• Data provided
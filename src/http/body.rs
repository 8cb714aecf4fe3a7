//! Response body types
//!
//! Every handler returns a [`ResponseBody`]. Fixed payloads are served by
//! [`ZeroBody`], which streams frames out of a static zero buffer instead of
//! allocating the whole payload.

use std::convert::Infallible;
use std::pin::Pin;
use std::task::{Context, Poll};

use http_body_util::combinators::BoxBody;
use http_body_util::{BodyExt, Empty, Full};
use hyper::body::{Body, Bytes, Frame, SizeHint};

/// Size of each frame emitted by [`ZeroBody`]
pub const ZERO_CHUNK_SIZE: usize = 8192;

static ZERO_CHUNK: [u8; ZERO_CHUNK_SIZE] = [0; ZERO_CHUNK_SIZE];

/// Body type shared by all responses
pub type ResponseBody = BoxBody<Bytes, Infallible>;

pub fn empty() -> ResponseBody {
    Empty::<Bytes>::new().boxed()
}

pub fn full<T: Into<Bytes>>(chunk: T) -> ResponseBody {
    Full::new(chunk.into()).boxed()
}

/// A body of `len` zero bytes, emitted in [`ZERO_CHUNK_SIZE`] frames
#[derive(Debug, Clone, Copy)]
pub struct ZeroBody {
    remaining: u64,
}

impl ZeroBody {
    pub const fn new(len: u64) -> Self {
        Self { remaining: len }
    }

    pub fn boxed(self) -> ResponseBody {
        BodyExt::boxed(self)
    }
}

impl Body for ZeroBody {
    type Data = Bytes;
    type Error = Infallible;

    fn poll_frame(
        self: Pin<&mut Self>,
        _cx: &mut Context<'_>,
    ) -> Poll<Option<Result<Frame<Self::Data>, Self::Error>>> {
        let this = self.get_mut();
        if this.remaining == 0 {
            return Poll::Ready(None);
        }

        let len =
            usize::try_from(this.remaining).map_or(ZERO_CHUNK_SIZE, |r| r.min(ZERO_CHUNK_SIZE));
        this.remaining -= len as u64;
        Poll::Ready(Some(Ok(Frame::data(Bytes::from_static(&ZERO_CHUNK[..len])))))
    }

    fn is_end_stream(&self) -> bool {
        self.remaining == 0
    }

    fn size_hint(&self) -> SizeHint {
        SizeHint::with_exact(self.remaining)
    }
}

• Task objective
Extract the full listing and reproduce each line exactly.

• Response to the exercise
filename src/http/body.rs
repository 8cb714aecf4fe3a7
//! Response body types
//!
//! Every handler returns a [`ResponseBody`]. Fixed payloads are served by
//! [`ZeroBody`], which streams frames out of a static zero buffer instead of
//! allocating the whole payload.

use std::convert::Infallible;
use std::pin::Pin;
use std::task::{Context, Poll};

use http_body_util::combinators::BoxBody;
use http_body_util::{BodyExt, Empty, Full};
use hyper::body::{Body, Bytes, Frame, SizeHint};

/// Size of each frame emitted by [`ZeroBody`]
pub const ZERO_CHUNK_SIZE: usize = 8192;

static ZERO_CHUNK: [u8; ZERO_CHUNK_SIZE] = [0; ZERO_CHUNK_SIZE];

/// Body type shared by all responses
pub type ResponseBody = BoxBody<Bytes, Infallible>;

pub fn empty() -> ResponseBody {
    Empty::<Bytes>::new().boxed()
}

pub fn full<T: Into<Bytes>>(chunk: T) -> ResponseBody {
    Full::new(chunk.into()).boxed()
}

/// A body of `len` zero bytes, emitted in [`ZERO_CHUNK_SIZE`] frames
#[derive(Debug, Clone, Copy)]
pub struct ZeroBody {
    remaining: u64,
}

impl ZeroBody {
    pub const fn new(len: u64) -> Self {
        Self { remaining: len }
    }

    pub fn boxed(self) -> ResponseBody {
        BodyExt::boxed(self)
    }
}

impl Body for ZeroBody {
    type Data = Bytes;
    type Error = Infallible;

    fn poll_frame(
        self: Pin<&mut Self>,
        _cx: &mut Context<'_>,
    ) -> Poll<Option<Result<Frame<Self::Data>, Self::Error>>> {
        let this = self.get_mut();
        if this.remaining == 0 {
            return Poll::Ready(None);
        }

        let len =
            usize::try_from(this.remaining).map_or(ZERO_CHUNK_SIZE, |r| r.min(ZERO_CHUNK_SIZE));
        this.remaining -= len as u64;
        Poll::Ready(Some(Ok(Frame::data(Bytes::from_static(&ZERO_CHUNK[..len])))))
    }

    fn is_end_stream(&self) -> bool {
        self.remaining == 0
    }

    fn size_hint(&self) -> SizeHint {
        SizeHint::with_exact(self.remaining)
    }
}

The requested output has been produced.